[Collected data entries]
**********
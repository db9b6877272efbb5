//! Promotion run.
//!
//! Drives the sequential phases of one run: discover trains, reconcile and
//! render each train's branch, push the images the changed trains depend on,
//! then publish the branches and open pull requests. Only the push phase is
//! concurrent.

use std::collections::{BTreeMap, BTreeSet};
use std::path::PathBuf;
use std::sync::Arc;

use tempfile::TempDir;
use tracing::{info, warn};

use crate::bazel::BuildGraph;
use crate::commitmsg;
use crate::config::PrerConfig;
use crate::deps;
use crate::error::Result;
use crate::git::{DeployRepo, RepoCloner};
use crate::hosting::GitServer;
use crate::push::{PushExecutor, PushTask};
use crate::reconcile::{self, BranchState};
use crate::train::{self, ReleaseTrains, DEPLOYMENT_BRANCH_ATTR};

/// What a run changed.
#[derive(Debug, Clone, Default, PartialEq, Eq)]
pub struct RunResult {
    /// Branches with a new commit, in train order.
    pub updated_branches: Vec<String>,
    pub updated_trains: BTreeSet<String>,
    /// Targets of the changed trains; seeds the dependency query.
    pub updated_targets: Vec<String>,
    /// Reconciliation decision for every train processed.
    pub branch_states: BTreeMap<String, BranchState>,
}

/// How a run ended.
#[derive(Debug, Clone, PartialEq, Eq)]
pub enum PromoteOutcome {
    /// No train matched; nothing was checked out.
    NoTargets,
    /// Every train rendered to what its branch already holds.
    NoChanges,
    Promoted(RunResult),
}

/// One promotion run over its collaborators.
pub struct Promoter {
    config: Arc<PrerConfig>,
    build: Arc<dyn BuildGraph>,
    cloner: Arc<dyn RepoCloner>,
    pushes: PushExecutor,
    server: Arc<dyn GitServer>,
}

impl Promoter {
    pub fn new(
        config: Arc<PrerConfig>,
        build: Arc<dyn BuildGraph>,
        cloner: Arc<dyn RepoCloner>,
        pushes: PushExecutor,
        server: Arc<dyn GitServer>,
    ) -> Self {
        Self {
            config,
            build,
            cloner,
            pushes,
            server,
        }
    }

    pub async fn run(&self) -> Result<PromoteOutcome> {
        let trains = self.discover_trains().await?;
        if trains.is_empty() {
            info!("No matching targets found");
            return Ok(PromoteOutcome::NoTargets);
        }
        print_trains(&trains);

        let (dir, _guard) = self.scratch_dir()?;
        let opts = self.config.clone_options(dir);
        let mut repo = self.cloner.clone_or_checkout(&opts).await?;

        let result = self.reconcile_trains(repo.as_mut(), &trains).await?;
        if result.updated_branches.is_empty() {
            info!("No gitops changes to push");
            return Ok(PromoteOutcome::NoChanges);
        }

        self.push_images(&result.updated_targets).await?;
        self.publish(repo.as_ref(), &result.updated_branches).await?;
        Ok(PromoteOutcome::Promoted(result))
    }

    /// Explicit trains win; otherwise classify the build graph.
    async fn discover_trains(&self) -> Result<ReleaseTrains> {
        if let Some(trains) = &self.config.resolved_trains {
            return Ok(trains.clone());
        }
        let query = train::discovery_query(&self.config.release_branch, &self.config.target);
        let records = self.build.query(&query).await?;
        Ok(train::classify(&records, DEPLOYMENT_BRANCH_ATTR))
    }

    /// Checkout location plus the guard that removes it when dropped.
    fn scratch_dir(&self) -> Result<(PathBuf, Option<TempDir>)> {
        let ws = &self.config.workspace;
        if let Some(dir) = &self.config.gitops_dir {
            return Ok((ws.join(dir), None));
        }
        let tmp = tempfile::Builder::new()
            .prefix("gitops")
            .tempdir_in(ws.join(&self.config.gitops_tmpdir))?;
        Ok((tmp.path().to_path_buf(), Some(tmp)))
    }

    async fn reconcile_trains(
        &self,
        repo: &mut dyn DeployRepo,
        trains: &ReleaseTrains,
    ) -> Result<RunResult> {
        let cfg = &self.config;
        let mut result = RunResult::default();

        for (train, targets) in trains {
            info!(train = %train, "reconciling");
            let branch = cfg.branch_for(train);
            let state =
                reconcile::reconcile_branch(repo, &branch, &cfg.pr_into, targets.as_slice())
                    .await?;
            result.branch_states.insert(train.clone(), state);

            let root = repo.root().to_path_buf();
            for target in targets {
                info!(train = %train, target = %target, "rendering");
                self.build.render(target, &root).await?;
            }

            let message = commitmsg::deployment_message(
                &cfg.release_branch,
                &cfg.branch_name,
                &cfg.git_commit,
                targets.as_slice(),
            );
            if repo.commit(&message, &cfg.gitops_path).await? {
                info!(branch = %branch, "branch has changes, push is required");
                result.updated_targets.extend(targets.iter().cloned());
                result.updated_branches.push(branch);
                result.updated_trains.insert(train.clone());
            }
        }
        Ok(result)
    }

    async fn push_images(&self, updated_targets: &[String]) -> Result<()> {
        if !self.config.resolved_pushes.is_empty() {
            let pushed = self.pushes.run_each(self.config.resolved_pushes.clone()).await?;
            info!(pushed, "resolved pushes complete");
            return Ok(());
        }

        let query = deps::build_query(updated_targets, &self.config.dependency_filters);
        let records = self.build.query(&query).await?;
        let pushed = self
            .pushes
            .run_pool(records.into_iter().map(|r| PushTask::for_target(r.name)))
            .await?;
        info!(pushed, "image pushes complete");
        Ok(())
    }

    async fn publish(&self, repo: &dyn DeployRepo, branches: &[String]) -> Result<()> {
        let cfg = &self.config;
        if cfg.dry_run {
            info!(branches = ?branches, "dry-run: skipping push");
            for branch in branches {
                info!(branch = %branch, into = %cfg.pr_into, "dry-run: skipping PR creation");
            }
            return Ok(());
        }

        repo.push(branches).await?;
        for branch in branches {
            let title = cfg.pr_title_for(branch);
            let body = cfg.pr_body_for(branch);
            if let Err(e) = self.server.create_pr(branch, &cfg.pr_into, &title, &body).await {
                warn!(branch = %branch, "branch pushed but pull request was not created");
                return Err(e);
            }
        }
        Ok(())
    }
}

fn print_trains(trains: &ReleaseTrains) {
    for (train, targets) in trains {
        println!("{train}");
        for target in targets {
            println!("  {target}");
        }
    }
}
**********
Your goal: The answer should consist of the lines from the first line of the entries through the line with "use crate::deps;", copied exactly.

Answer area:
repository db9b6877272efbb5
//! Promotion run.
//!
//! Drives the sequential phases of one run: discover trains, reconcile and
//! render each train's branch, push the images the changed trains depend on,
//! then publish the branches and open pull requests. Only the push phase is
//! concurrent.

use std::collections::{BTreeMap, BTreeSet};
use std::path::PathBuf;
use std::sync::Arc;

use tempfile::TempDir;
use tracing::{info, warn};

use crate::bazel::BuildGraph;
use crate::commitmsg;
use crate::config::PrerConfig;
use crate::deps;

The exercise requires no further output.